__TASK BRIEF__
Quote all of the entries word for word.

__INPUT RECORDS__
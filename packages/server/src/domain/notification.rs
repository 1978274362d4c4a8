//! Outbound notifications produced by the relay.
//!
//! Usecases describe *what* to tell a connection; the
//! [`MessagePusher`](super::MessagePusher) implementation decides how it is
//! encoded on the wire.

use super::{
    entity::{EventEnvelope, EventKind, IdentityClaims},
    value_object::{ChannelId, ConnectionId, MessageId, Timestamp},
};

/// Membership change shared by `user_joined` and `user_left`.
#[derive(Debug, Clone, PartialEq, Eq)]
pub struct PresenceChange {
    pub channel_id: ChannelId,
    pub connection_id: ConnectionId,
    pub user: Option<IdentityClaims>,
    pub timestamp: Timestamp,
    pub active_members: usize,
}

/// Every event the relay pushes to a connection.
#[derive(Debug, Clone, PartialEq, Eq)]
pub enum Notification {
    /// Sent once, right after the transport connects
    ConnectionStatus {
        connection_id: ConnectionId,
        server_time: Timestamp,
    },
    /// Direct reply to a successful join
    ChannelJoined {
        channel_id: ChannelId,
        timestamp: Timestamp,
        active_members: usize,
    },
    UserJoined(PresenceChange),
    UserLeft(PresenceChange),
    ChatMessage {
        message_id: MessageId,
        channel_id: ChannelId,
        content: String,
        sender: ConnectionId,
        user: Option<IdentityClaims>,
        timestamp: Timestamp,
    },
    Typing {
        channel_id: ChannelId,
        sender: ConnectionId,
        user: Option<IdentityClaims>,
        is_typing: bool,
        timestamp: Timestamp,
    },
    ReadStatus {
        channel_id: ChannelId,
        sender: ConnectionId,
        user: Option<IdentityClaims>,
        timestamp: Timestamp,
    },
}

impl Notification {
    /// Wire name of the event, used in logs.
    pub fn event_name(&self) -> &'static str {
        match self {
            Self::ConnectionStatus { .. } => "connection_status",
            Self::ChannelJoined { .. } => "channel_joined",
            Self::UserJoined(_) => "user_joined",
            Self::UserLeft(_) => "user_left",
            Self::ChatMessage { .. } => "chat_message",
            Self::Typing { .. } => "typing",
            Self::ReadStatus { .. } => "read_status",
        }
    }
}

impl From<EventEnvelope> for Notification {
    fn from(envelope: EventEnvelope) -> Self {
        let EventEnvelope {
            kind,
            channel_id,
            sender,
            user,
            timestamp,
        } = envelope;
        match kind {
            EventKind::Chat {
                message_id,
                content,
            } => Self::ChatMessage {
                message_id,
                channel_id,
                content,
                sender,
                user,
                timestamp,
            },
            EventKind::Typing { is_typing } => Self::Typing {
                channel_id,
                sender,
                user,
                is_typing,
                timestamp,
            },
            EventKind::ReadStatus => Self::ReadStatus {
                channel_id,
                sender,
                user,
                timestamp,
            },
        }
    }
}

__RESPONSE TO THIS TASK__
filename packages/server/src/domain/notification.rs
repository 1978274362d4c4a8
//! Outbound notifications produced by the relay.
//!
//! Usecases describe *what* to tell a connection; the
//! [`MessagePusher`](super::MessagePusher) implementation decides how it is
//! encoded on the wire.

use super::{
    entity::{EventEnvelope, EventKind, IdentityClaims},
    value_object::{ChannelId, ConnectionId, MessageId, Timestamp},
};

/// Membership change shared by `user_joined` and `user_left`.
#[derive(Debug, Clone, PartialEq, Eq)]
pub struct PresenceChange {
    pub channel_id: ChannelId,
    pub connection_id: ConnectionId,
    pub user: Option<IdentityClaims>,
    pub timestamp: Timestamp,
    pub active_members: usize,
}

/// Every event the relay pushes to a connection.
#[derive(Debug, Clone, PartialEq, Eq)]
pub enum Notification {
    /// Sent once, right after the transport connects
    ConnectionStatus {
        connection_id: ConnectionId,
        server_time: Timestamp,
    },
    /// Direct reply to a successful join
    ChannelJoined {
        channel_id: ChannelId,
        timestamp: Timestamp,
        active_members: usize,
    },
    UserJoined(PresenceChange),
    UserLeft(PresenceChange),
    ChatMessage {
        message_id: MessageId,
        channel_id: ChannelId,
        content: String,
        sender: ConnectionId,
        user: Option<IdentityClaims>,
        timestamp: Timestamp,
    },
    Typing {
        channel_id: ChannelId,
        sender: ConnectionId,
        user: Option<IdentityClaims>,
        is_typing: bool,
        timestamp: Timestamp,
    },
    ReadStatus {
        channel_id: ChannelId,
        sender: ConnectionId,
        user: Option<IdentityClaims>,
        timestamp: Timestamp,
    },
}

impl Notification {
    /// Wire name of the event, used in logs.
    pub fn event_name(&self) -> &'static str {
        match self {
            Self::ConnectionStatus { .. } => "connection_status",
            Self::ChannelJoined { .. } => "channel_joined",
            Self::UserJoined(_) => "user_joined",
            Self::UserLeft(_) => "user_left",
            Self::ChatMessage { .. } => "chat_message",
            Self::Typing { .. } => "typing",
            Self::ReadStatus { .. } => "read_status",
        }
    }
}

impl From<EventEnvelope> for Notification {
    fn from(envelope: EventEnvelope) -> Self {
        let EventEnvelope {
            kind,
            channel_id,
            sender,
            user,
            timestamp,
        } = envelope;
        match kind {
            EventKind::Chat {
                message_id,
                content,
            } => Self::ChatMessage {
                message_id,
                channel_id,
                content,
                sender,
                user,
                timestamp,
            },
            EventKind::Typing { is_typing } => Self::Typing {
                channel_id,
                sender,
                user,
                is_typing,
                timestamp,
            },
            EventKind::ReadStatus => Self::ReadStatus {
                channel_id,
                sender,
                user,
                timestamp,
            },
        }
    }
}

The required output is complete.